From the line with "there is no" through the line with "by this build.", repeat the entries verbatim, both end lines included, and add nothing.

__RECORD SET__.
-----

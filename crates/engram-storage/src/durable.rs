//! Transactional SQLite backend.
//!
//! # Storage layout
//!
//! One row per frame in the `frames` table:
//!
//! | column        | type    | description                                   |
//! |---------------|---------|-----------------------------------------------|
//! | identity      | TEXT    | Unique frame identity (primary key)           |
//! | kind          | TEXT    | `Semantic` / `Episodic` / `Procedural`        |
//! | properties    | TEXT    | Type-tagged JSON encoding of the property map |
//! | relationships | TEXT    | JSON map of relation → ordered target list    |
//! | revision      | INTEGER | Monotonic mutation counter                    |
//! | created_at    | TEXT    | RFC-3339 creation time (UTC)                  |
//! | updated_at    | TEXT    | RFC-3339 last-mutation time (UTC)             |
//! | confidence    | REAL    | Source confidence in `[0, 1]` (schema v2)     |
//!
//! A `schema_meta` table records the schema version.  Opening a store
//! created by an older version runs the additive migration chain once, inside
//! a transaction; a failed migration is fatal to the open — there is no
//! partial or degraded mode.
//!
//! # Concurrency
//!
//! Concurrent opens from multiple processes are serialized by SQLite's
//! native file locking.  A write that cannot acquire the lock within the
//! configured busy wait fails with [`StorageError::Locked`] instead of
//! blocking indefinitely.

use std::path::Path;
use std::time::Duration;

use chrono::{DateTime, Utc};
use rusqlite::{Connection, ErrorCode, params};
use tracing::{debug, info};

use engram_types::{Frame, FrameMetadata, Kind, StorageError};

use crate::backend::StorageBackend;

/// Schema version written by this build.
const SCHEMA_VERSION: i64 = 2;

/// Default bounded wait for SQLite's file lock.
pub const DEFAULT_LOCK_WAIT: Duration = Duration::from_millis(5_000);

/// ACID, on-disk storage backend over SQLite.
#[derive(Debug)]
pub struct DurableBackend {
    conn: Connection,
}

impl DurableBackend {
    /// Open (or create) a durable store at `path`, running any pending
    /// schema migration first.  `lock_wait` bounds how long any statement
    /// waits on SQLite's file lock before failing with
    /// [`StorageError::Locked`].
    pub fn open(path: &Path, lock_wait: Duration) -> Result<Self, StorageError> {
        let mut conn = Connection::open(path).map_err(map_sqlite)?;
        conn.busy_timeout(lock_wait).map_err(map_sqlite)?;
        migrate(&mut conn)?;
        debug!(path = %path.display(), "opened durable frame store");
        Ok(Self { conn })
    }

    /// Open a temporary in-memory store (useful for testing).
    pub fn open_in_memory() -> Result<Self, StorageError> {
        let mut conn = Connection::open_in_memory().map_err(map_sqlite)?;
        migrate(&mut conn)?;
        Ok(Self { conn })
    }
}

// ─────────────────────────────────────────────────────────────────────────────
// Migration
// ─────────────────────────────────────────────────────────────────────────────

/// Bring the on-disk schema up to [`SCHEMA_VERSION`].
///
/// Every step is additive (new tables or new columns with defaults), never
/// destructive, so an older store's rows survive unchanged.  The whole chain
/// runs inside one transaction.
fn migrate(conn: &mut Connection) -> Result<(), StorageError> {
    let failed = |e: rusqlite::Error| StorageError::MigrationFailed(e.to_string());

    let tx = conn.transaction().map_err(failed)?;
    tx.execute_batch("CREATE TABLE IF NOT EXISTS schema_meta (version INTEGER NOT NULL);")
        .map_err(failed)?;
    let version: i64 = tx
        .query_row("SELECT COALESCE(MAX(version), 0) FROM schema_meta", [], |row| row.get(0))
        .map_err(failed)?;

    if version > SCHEMA_VERSION {
        return Err(StorageError::MigrationFailed(format!(
            "store schema version {version} is newer than this build's {SCHEMA_VERSION}"
        )));
    }

    if version < 1 {
        tx.execute_batch(
            "CREATE TABLE IF NOT EXISTS frames (
                identity      TEXT NOT NULL PRIMARY KEY,
                kind          TEXT NOT NULL,
                properties    TEXT NOT NULL,
                relationships TEXT NOT NULL,
                revision      INTEGER NOT NULL,
                created_at    TEXT NOT NULL,
                updated_at    TEXT NOT NULL
            );",
        )
        .map_err(failed)?;
    }
    if version < 2 {
        // v2 adds source confidence; existing rows default to full confidence.
        tx.execute_batch("ALTER TABLE frames ADD COLUMN confidence REAL NOT NULL DEFAULT 1.0;")
            .map_err(failed)?;
    }

    tx.execute("DELETE FROM schema_meta", []).map_err(failed)?;
    tx.execute("INSERT INTO schema_meta (version) VALUES (?1)", params![SCHEMA_VERSION])
        .map_err(failed)?;
    tx.commit().map_err(failed)?;

    if version != SCHEMA_VERSION {
        info!(from = version, to = SCHEMA_VERSION, "migrated frame store schema");
    }
    Ok(())
}

// ─────────────────────────────────────────────────────────────────────────────
// StorageBackend impl
// ─────────────────────────────────────────────────────────────────────────────

impl StorageBackend for DurableBackend {
    fn persist(&mut self, frame: &Frame) -> Result<(), StorageError> {
        let properties = serde_json::to_string(&frame.properties)
            .map_err(|e| StorageError::IoFailure(e.to_string()))?;
        let relationships = serde_json::to_string(&frame.relationships)
            .map_err(|e| StorageError::IoFailure(e.to_string()))?;

        let tx = self.conn.transaction().map_err(map_sqlite)?;
        tx.execute(
            "INSERT OR REPLACE INTO frames
                 (identity, kind, properties, relationships,
                  revision, created_at, updated_at, confidence)
             VALUES (?1, ?2, ?3, ?4, ?5, ?6, ?7, ?8)",
            params![
                frame.identity,
                frame.kind.as_str(),
                properties,
                relationships,
                frame.metadata.revision as i64,
                frame.metadata.created_at.to_rfc3339(),
                frame.metadata.updated_at.to_rfc3339(),
                frame.metadata.confidence,
            ],
        )
        .map_err(map_sqlite)?;
        tx.commit().map_err(map_sqlite)
    }

    fn load(&self, identity: &str) -> Result<Option<Frame>, StorageError> {
        let mut stmt = self
            .conn
            .prepare(
                "SELECT identity, kind, properties, relationships,
                        revision, created_at, updated_at, confidence
                 FROM frames WHERE identity = ?1",
            )
            .map_err(map_sqlite)?;
        let mut rows = stmt.query_map(params![identity], row_to_frame).map_err(map_sqlite)?;
        match rows.next() {
            Some(row) => Ok(Some(row.map_err(map_sqlite)?)),
            None => Ok(None),
        }
    }

    fn load_all(&self) -> Result<Vec<Frame>, StorageError> {
        let mut stmt = self
            .conn
            .prepare(
                "SELECT identity, kind, properties, relationships,
                        revision, created_at, updated_at, confidence
                 FROM frames ORDER BY created_at ASC, identity ASC",
            )
            .map_err(map_sqlite)?;
        let rows = stmt.query_map([], row_to_frame).map_err(map_sqlite)?;
        rows.collect::<Result<Vec<_>, _>>().map_err(map_sqlite)
    }

    fn remove(&mut self, identity: &str) -> Result<bool, StorageError> {
        let tx = self.conn.transaction().map_err(map_sqlite)?;
        let changed = tx
            .execute("DELETE FROM frames WHERE identity = ?1", params![identity])
            .map_err(map_sqlite)?;
        tx.commit().map_err(map_sqlite)?;
        Ok(changed > 0)
    }

    fn close(&mut self) -> Result<(), StorageError> {
        self.conn.execute_batch("PRAGMA optimize;").map_err(map_sqlite)
    }
}

// ─────────────────────────────────────────────────────────────────────────────
// Row mapping & error classification
// ─────────────────────────────────────────────────────────────────────────────

fn row_to_frame(row: &rusqlite::Row<'_>) -> rusqlite::Result<Frame> {
    let identity: String = row.get(0)?;
    let kind_str: String = row.get(1)?;
    let properties_json: String = row.get(2)?;
    let relationships_json: String = row.get(3)?;
    let revision: i64 = row.get(4)?;
    let created_str: String = row.get(5)?;
    let updated_str: String = row.get(6)?;
    let confidence: f64 = row.get(7)?;

    let kind = Kind::parse(&kind_str).ok_or_else(|| {
        rusqlite::Error::InvalidColumnType(1, kind_str, rusqlite::types::Type::Text)
    })?;
    let properties = serde_json::from_str(&properties_json).map_err(|e| {
        rusqlite::Error::InvalidColumnType(2, e.to_string(), rusqlite::types::Type::Text)
    })?;
    let relationships = serde_json::from_str(&relationships_json).map_err(|e| {
        rusqlite::Error::InvalidColumnType(3, e.to_string(), rusqlite::types::Type::Text)
    })?;
    let created_at = created_str.parse::<DateTime<Utc>>().map_err(|e| {
        rusqlite::Error::InvalidColumnType(5, e.to_string(), rusqlite::types::Type::Text)
    })?;
    let updated_at = updated_str.parse::<DateTime<Utc>>().map_err(|e| {
        rusqlite::Error::InvalidColumnType(6, e.to_string(), rusqlite::types::Type::Text)
    })?;

    Ok(Frame {
        identity,
        kind,
        properties,
        relationships,
        metadata: FrameMetadata {
            created_at,
            updated_at,
            confidence,
            revision: revision.max(0) as u64,
        },
    })
}

/// Classify SQLite failures: lock contention is the one retryable condition,
/// everything else surfaces as an I/O failure.
fn map_sqlite(err: rusqlite::Error) -> StorageError {
    match &err {
        rusqlite::Error::SqliteFailure(e, _)
            if matches!(e.code, ErrorCode::DatabaseBusy | ErrorCode::DatabaseLocked) =>
        {
            StorageError::Locked
        }
        _ => StorageError::IoFailure(err.to_string()),
    }
}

-----

__RESULT__.
//! a transaction; a failed migration is fatal to the open — there is no
//! partial or degraded mode.
//!
//! # Concurrency
//!
//! Concurrent opens from multiple processes are serialized by SQLite's
//! native file locking.  A write that cannot acquire the lock within the
//! configured busy wait fails with [`StorageError::Locked`] instead of
//! blocking indefinitely.

use std::path::Path;
use std::time::Duration;

use chrono::{DateTime, Utc};
use rusqlite::{Connection, ErrorCode, params};
use tracing::{debug, info};

use engram_types::{Frame, FrameMetadata, Kind, StorageError};

use crate::backend::StorageBackend;

/// Schema version written by this build.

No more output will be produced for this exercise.